Why Geographic Data Matters for Understanding Zimbabwe
Geographic data is essential for understanding Zimbabwe’s regional and urban dynamics, especially when considering the disparities between its cities and rural areas. With its extensive rural population dependent on agriculture and natural resources, while urban areas face different challenges related to infrastructure and economic activities, having access to precise geographic data allows for informed decision-making that addresses these complexities.

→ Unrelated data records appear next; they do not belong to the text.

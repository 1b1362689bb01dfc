//! Configuration for vote intake.

use serde::{Deserialize, Serialize};
use std::time::Duration;
use thiserror::Error;

/// Votes a single connection may have buffered or in flight.
///
/// 2500 buffered votes stay under 1 MiB per connection.
pub const MAX_VOTES_PER_CONNECTION: usize = 2500;

/// Buffered votes older than this are dropped on the next retry sweep.
pub const TOO_OLD: Duration = Duration::from_secs(5);

/// Errors in vote processor configuration.
#[derive(Debug, Error, PartialEq, Eq)]
pub enum ConfigError {
    #[error("Invalid configuration: {0}")]
    Invalid(String),
}

/// Configuration for the [`VoteProcessor`](crate::VoteProcessor).
#[derive(Debug, Clone, PartialEq, Eq, Serialize, Deserialize)]
#[serde(default)]
pub struct VoteProcessorConfig {
    /// Worker threads for asynchronous dispatch.
    pub num_threads: usize,

    /// Quota of buffered or in-flight votes per connection.
    ///
    /// A connection going over it loses everything it has buffered and
    /// keeps getting `MaxExceeded` until the buffer drains.
    pub max_votes_per_connection: usize,

    /// Age in milliseconds after which buffered votes are dropped.
    pub too_old_ms: u64,
}

impl Default for VoteProcessorConfig {
    fn default() -> Self {
        Self {
            num_threads: 4,
            max_votes_per_connection: MAX_VOTES_PER_CONNECTION,
            too_old_ms: TOO_OLD.as_millis() as u64,
        }
    }
}

impl VoteProcessorConfig {
    /// Create a minimal configuration for testing (1 worker thread).
    pub fn minimal() -> Self {
        Self {
            num_threads: 1,
            ..Default::default()
        }
    }

    /// Buffered-vote age limit.
    pub fn too_old(&self) -> Duration {
        Duration::from_millis(self.too_old_ms)
    }

    /// Validate the configuration.
    pub fn validate(&self) -> Result<(), ConfigError> {
        if self.num_threads == 0 {
            return Err(ConfigError::Invalid(
                "num_threads must be at least 1".to_string(),
            ));
        }
        if self.max_votes_per_connection == 0 {
            return Err(ConfigError::Invalid(
                "max_votes_per_connection must be at least 1".to_string(),
            ));
        }
        Ok(())
    }
}

#[cfg(test)]
mod tests {
    use super::*;

    #[test]
    fn test_defaults() {
        let config = VoteProcessorConfig::default();
        assert_eq!(config.max_votes_per_connection, 2500);
        assert_eq!(config.too_old(), Duration::from_secs(5));
        assert_eq!(config.validate(), Ok(()));
        assert_eq!(VoteProcessorConfig::minimal().num_threads, 1);
    }

    #[test]
    fn test_validate_rejects_zero() {
        let config = VoteProcessorConfig {
            num_threads: 0,
            ..Default::default()
        };
        assert!(config.validate().is_err());

        let config = VoteProcessorConfig {
            max_votes_per_connection: 0,
            ..Default::default()
        };
        assert!(config.validate().is_err());
    }
}
//! Per-finalizer safety information.

use crate::{BlockRef, BlockTimestamp};

/// What a local finalizer must remember to vote safely across restarts.
#[derive(Debug, Clone, Copy, PartialEq, Eq, Hash, Default)]
pub struct FinalizerSafetyInformation {
    /// Start of the timestamp range covered by the last vote: the timestamp
    /// of the block whose QC the voted-on block claimed.
    pub last_vote_range_start: BlockTimestamp,
    /// Last block voted on.
    pub last_vote: BlockRef,
    /// Block this finalizer is locked on.
    pub lock: BlockRef,
}

impl FinalizerSafetyInformation {
    /// Size of one encoded record.
    pub const ENCODED_LEN: usize = 4 + 2 * (32 + 4);

    /// A finalizer that never voted.
    pub const fn unset() -> Self {
        Self {
            last_vote_range_start: BlockTimestamp(0),
            last_vote: BlockRef::EMPTY,
            lock: BlockRef::EMPTY,
        }
    }

    /// True when neither a vote nor a lock is recorded.
    pub fn is_unset(&self) -> bool {
        self.last_vote.is_empty() && self.lock.is_empty()
    }
}
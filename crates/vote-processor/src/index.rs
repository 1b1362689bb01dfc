//! Votes waiting for their block.
//!
//! Entries are ordered by block number, highest first, then by block id and
//! arrival, so the retry sweep visits the most recent blocks first and sees
//! every vote for one block as a contiguous run. A secondary index by
//! connection makes evicting a misbehaving connection cheap.

use savanna_messages::VoteMessage;
use savanna_types::{BlockId, BlockNum, ConnectionId};
use std::cmp::Reverse;
use std::collections::{BTreeMap, BTreeSet, HashMap, HashSet};
use std::sync::Arc;
use std::time::Instant;

/// A vote buffered until its block is known.
#[derive(Debug, Clone)]
pub struct QueuedVote {
    pub connection_id: ConnectionId,
    pub vote: Arc<VoteMessage>,
    pub received: Instant,
}

#[derive(Debug, Clone, Copy, PartialEq, Eq, PartialOrd, Ord)]
struct Key {
    block_num: Reverse<BlockNum>,
    block_id: BlockId,
    seq: u64,
}

impl Key {
    fn first_of(block_id: BlockId) -> Self {
        Self {
            block_num: Reverse(block_id.block_num()),
            block_id,
            seq: 0,
        }
    }
}

/// Buffered votes, indexed by block and by connection.
#[derive(Debug, Default)]
pub struct VoteIndex {
    entries: BTreeMap<Key, QueuedVote>,
    by_connection: HashMap<ConnectionId, BTreeSet<Key>>,
    votes: HashSet<Arc<VoteMessage>>,
    next_seq: u64,
}

impl VoteIndex {
    pub fn new() -> Self {
        Self::default()
    }

    pub fn len(&self) -> usize {
        self.entries.len()
    }

    pub fn is_empty(&self) -> bool {
        self.entries.is_empty()
    }

    /// Buffer a vote. Returns false if the same vote is already buffered.
    pub fn insert(&mut self, queued: QueuedVote) -> bool {
        if !self.votes.insert(Arc::clone(&queued.vote)) {
            return false;
        }
        let key = Key {
            block_num: Reverse(queued.vote.block_num()),
            block_id: queued.vote.block_id,
            seq: self.next_seq,
        };
        self.next_seq += 1;
        self.by_connection
            .entry(queued.connection_id)
            .or_default()
            .insert(key);
        self.entries.insert(key, queued);
        true
    }

    /// Distinct block ids with buffered votes, highest block number first.
    pub fn block_ids(&self) -> Vec<BlockId> {
        let mut ids: Vec<BlockId> = Vec::new();
        for key in self.entries.keys() {
            if ids.last() != Some(&key.block_id) {
                ids.push(key.block_id);
            }
        }
        ids
    }

    /// Remove and return every vote for `block_id`, in arrival order.
    pub fn take_block(&mut self, block_id: &BlockId) -> Vec<QueuedVote> {
        let keys: Vec<Key> = self
            .entries
            .range(Key::first_of(*block_id)..)
            .map(|(key, _)| *key)
            .take_while(|key| key.block_id == *block_id)
            .collect();
        keys.into_iter().filter_map(|key| self.remove(&key)).collect()
    }

    /// Remove every vote from `connection_id`. Returns how many.
    pub fn remove_connection(&mut self, connection_id: ConnectionId) -> usize {
        let Some(keys) = self.by_connection.remove(&connection_id) else {
            return 0;
        };
        for key in &keys {
            if let Some(queued) = self.entries.remove(key) {
                self.votes.remove(&queued.vote);
            }
        }
        keys.len()
    }

    /// Remove votes for blocks at or below `block_num`. Returns how many.
    pub fn remove_at_or_below(&mut self, block_num: BlockNum) -> usize {
        let keys: Vec<Key> = self
            .entries
            .keys()
            .rev()
            .take_while(|key| key.block_num.0 <= block_num)
            .copied()
            .collect();
        keys.iter().filter(|key| self.remove(key).is_some()).count()
    }

    /// Remove votes received before `cutoff`. Returns how many.
    pub fn remove_received_before(&mut self, cutoff: Instant) -> usize {
        let keys: Vec<Key> = self
            .entries
            .iter()
            .filter(|(_, queued)| queued.received < cutoff)
            .map(|(key, _)| *key)
            .collect();
        keys.iter().filter(|key| self.remove(key).is_some()).count()
    }

    fn remove(&mut self, key: &Key) -> Option<QueuedVote> {
        let queued = self.entries.remove(key)?;
        self.votes.remove(&queued.vote);
        if let Some(keys) = self.by_connection.get_mut(&queued.connection_id) {
            keys.remove(key);
            if keys.is_empty() {
                self.by_connection.remove(&queued.connection_id);
            }
        }
        Some(queued)
    }
}

#[cfg(test)]
mod tests {
    use super::*;
    use savanna_test_helpers::test_keys;
    use savanna_types::Digest;
    use std::time::Duration;

    fn vote(block_num: u32, fork: &str, key_index: usize) -> Arc<VoteMessage> {
        let key = &test_keys(key_index + 1)[key_index];
        let block_id = BlockId::new(BlockNum(block_num), &Digest::from_bytes(fork.as_bytes()));
        Arc::new(VoteMessage::new(
            block_id,
            true,
            key.public_key(),
            key.sign(b"unchecked"),
        ))
    }

    fn queued(connection: u32, vote: Arc<VoteMessage>) -> QueuedVote {
        QueuedVote {
            connection_id: ConnectionId(connection),
            vote,
            received: Instant::now(),
        }
    }

    #[test]
    fn test_insert_rejects_duplicates() {
        let mut index = VoteIndex::new();
        let v = vote(5, "a", 0);
        assert!(index.insert(queued(1, Arc::clone(&v))));
        assert!(!index.insert(queued(2, v)));
        assert_eq!(index.len(), 1);
    }

    #[test]
    fn test_block_order_and_take() {
        let mut index = VoteIndex::new();
        index.insert(queued(1, vote(3, "a", 0)));
        index.insert(queued(1, vote(7, "a", 0)));
        index.insert(queued(2, vote(3, "a", 1)));
        index.insert(queued(1, vote(5, "b", 0)));

        let ids = index.block_ids();
        let nums: Vec<_> = ids.iter().map(|id| id.block_num().0).collect();
        assert_eq!(nums, vec![7, 5, 3]);

        let taken = index.take_block(&ids[2]);
        assert_eq!(taken.len(), 2);
        assert_eq!(taken[0].connection_id, ConnectionId(1));
        assert_eq!(taken[1].connection_id, ConnectionId(2));
        assert_eq!(index.len(), 2);

        // Taking the votes also forgets them for duplicate detection.
        assert!(index.insert(queued(1, vote(3, "a", 0))));
    }

    #[test]
    fn test_remove_connection() {
        let mut index = VoteIndex::new();
        index.insert(queued(1, vote(3, "a", 0)));
        index.insert(queued(1, vote(4, "a", 0)));
        index.insert(queued(2, vote(4, "a", 1)));
        assert_eq!(index.remove_connection(ConnectionId(1)), 2);
        assert_eq!(index.remove_connection(ConnectionId(1)), 0);
        assert_eq!(index.len(), 1);
        assert_eq!(index.block_ids().len(), 1);
    }

    #[test]
    fn test_prune_by_block_and_age() {
        let mut index = VoteIndex::new();
        for num in [2, 4, 6, 8] {
            index.insert(queued(1, vote(num, "a", 0)));
        }
        assert_eq!(index.remove_at_or_below(BlockNum(4)), 2);
        let nums: Vec<_> = index.block_ids().iter().map(|id| id.block_num().0).collect();
        assert_eq!(nums, vec![8, 6]);

        let cutoff = Instant::now() + Duration::from_millis(1);
        index.insert(QueuedVote {
            received: cutoff + Duration::from_secs(1),
            ..queued(3, vote(9, "a", 0))
        });
        assert_eq!(index.remove_received_before(cutoff), 2);
        assert_eq!(index.len(), 1);
        assert_eq!(index.remove_connection(ConnectionId(1)), 0);
    }
}
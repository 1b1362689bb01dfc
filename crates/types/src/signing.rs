//! Messages signed by finalizers.
//!
//! A strong vote signs the block's finality digest as-is. A weak vote signs
//! the digest followed by the ASCII suffix `WEAK`, so a weak signature can
//! never be passed off as a strong one.
//!
//! | Vote | Signed bytes |
//! |------|--------------|
//! | strong | `finality_digest` |
//! | weak | `finality_digest` ‖ `WEAK` |

use crate::Digest;

/// Suffix appended to the finality digest for weak votes.
pub const WEAK_SUFFIX: &[u8] = b"WEAK";

/// Bytes signed by a weak vote.
pub fn weak_digest(finality_digest: &Digest) -> Vec<u8> {
    let mut message = Vec::with_capacity(Digest::BYTES + WEAK_SUFFIX.len());
    message.extend_from_slice(finality_digest.as_bytes());
    message.extend_from_slice(WEAK_SUFFIX);
    message
}

/// Bytes signed by a vote of the given strength.
pub fn vote_signing_message(finality_digest: &Digest, strong: bool) -> Vec<u8> {
    if strong {
        finality_digest.as_bytes().to_vec()
    } else {
        weak_digest(finality_digest)
    }
}

#[cfg(test)]
mod tests {
    use super::*;

    #[test]
    fn test_weak_digest_layout() {
        let digest = Digest::from_bytes(b"block");
        let weak = weak_digest(&digest);
        assert_eq!(weak.len(), 36);
        assert_eq!(&weak[..32], digest.as_bytes());
        assert_eq!(&weak[32..], b"WEAK");
    }

    #[test]
    fn test_strong_and_weak_messages_differ() {
        let digest = Digest::from_bytes(b"block");
        assert_eq!(vote_signing_message(&digest, true), digest.as_bytes().to_vec());
        assert_ne!(
            vote_signing_message(&digest, true),
            vote_signing_message(&digest, false)
        );
    }
}
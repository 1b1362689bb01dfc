//! Network messages for Savanna finality.
//!
//! Finalizers gossip one message type, the [`VoteMessage`]. It is encoded in
//! a fixed 177-byte layout by [`codec`].

pub mod codec;
pub mod gossip;

// Re-export commonly used types
pub use codec::{decode_vote, encode_vote, CodecError, VOTE_MESSAGE_SIZE};
pub use gossip::VoteMessage;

For example, understanding the geographic spread of cities like Harare, Bulawayo, and Mutare helps identify regions that require targeted investments in infrastructure, education, and healthcare. Similarly, the coordinates of these cities, combined with data on regional population densities, land use, and economic activity, can reveal areas that require more sustainable resource management strategies or environmental interventions.
Furthermore, understanding how Zimbabwe's cities are connected to key natural resources such as water bodies, forests, and mineral deposits can aid in more strategic planning for economic development and resource conservation.
Enhancing Research and Development with Geographic Data
Geographic data serves as the backbone for any comprehensive research or development project. For example, environmental scientists can use data on the locations of cities and their surrounding regions to model the impacts of urbanization on local ecosystems. Similarly, transportation planners can leverage city-level data to optimize road networks and public transport routes, ensuring that resources are efficiently distributed.
Moreover, having access to data in formats like CSV, SQL, JSON, and XML makes it easier to integrate and analyze the data for different types of projects. Whether you are building a geographic database, conducting research on demographic trends, or developing a location-based mobile application, the ability to access precise city-level data in flexible formats ensures that your work is both scalable and adaptable.
Conclusion
The availability of detailed geographic data on Zimbabwe’s cities, regions, and departments provides invaluable insights for understanding the country’s urban growth, infrastructure needs, and resource distribution. By obtaining precise latitude and longitude coordinates for each city, along with regional data, geographers, urban planners, and researchers can conduct in-depth spatial analyses that inform decision-making and development strategies. With the ability to access this data in formats such as CSV, SQL, JSON, and XML, users can seamlessly integrate it into various tools and platforms, making it easier to visualize, analyze, and plan for Zimbabwe’s sustainable growth and development.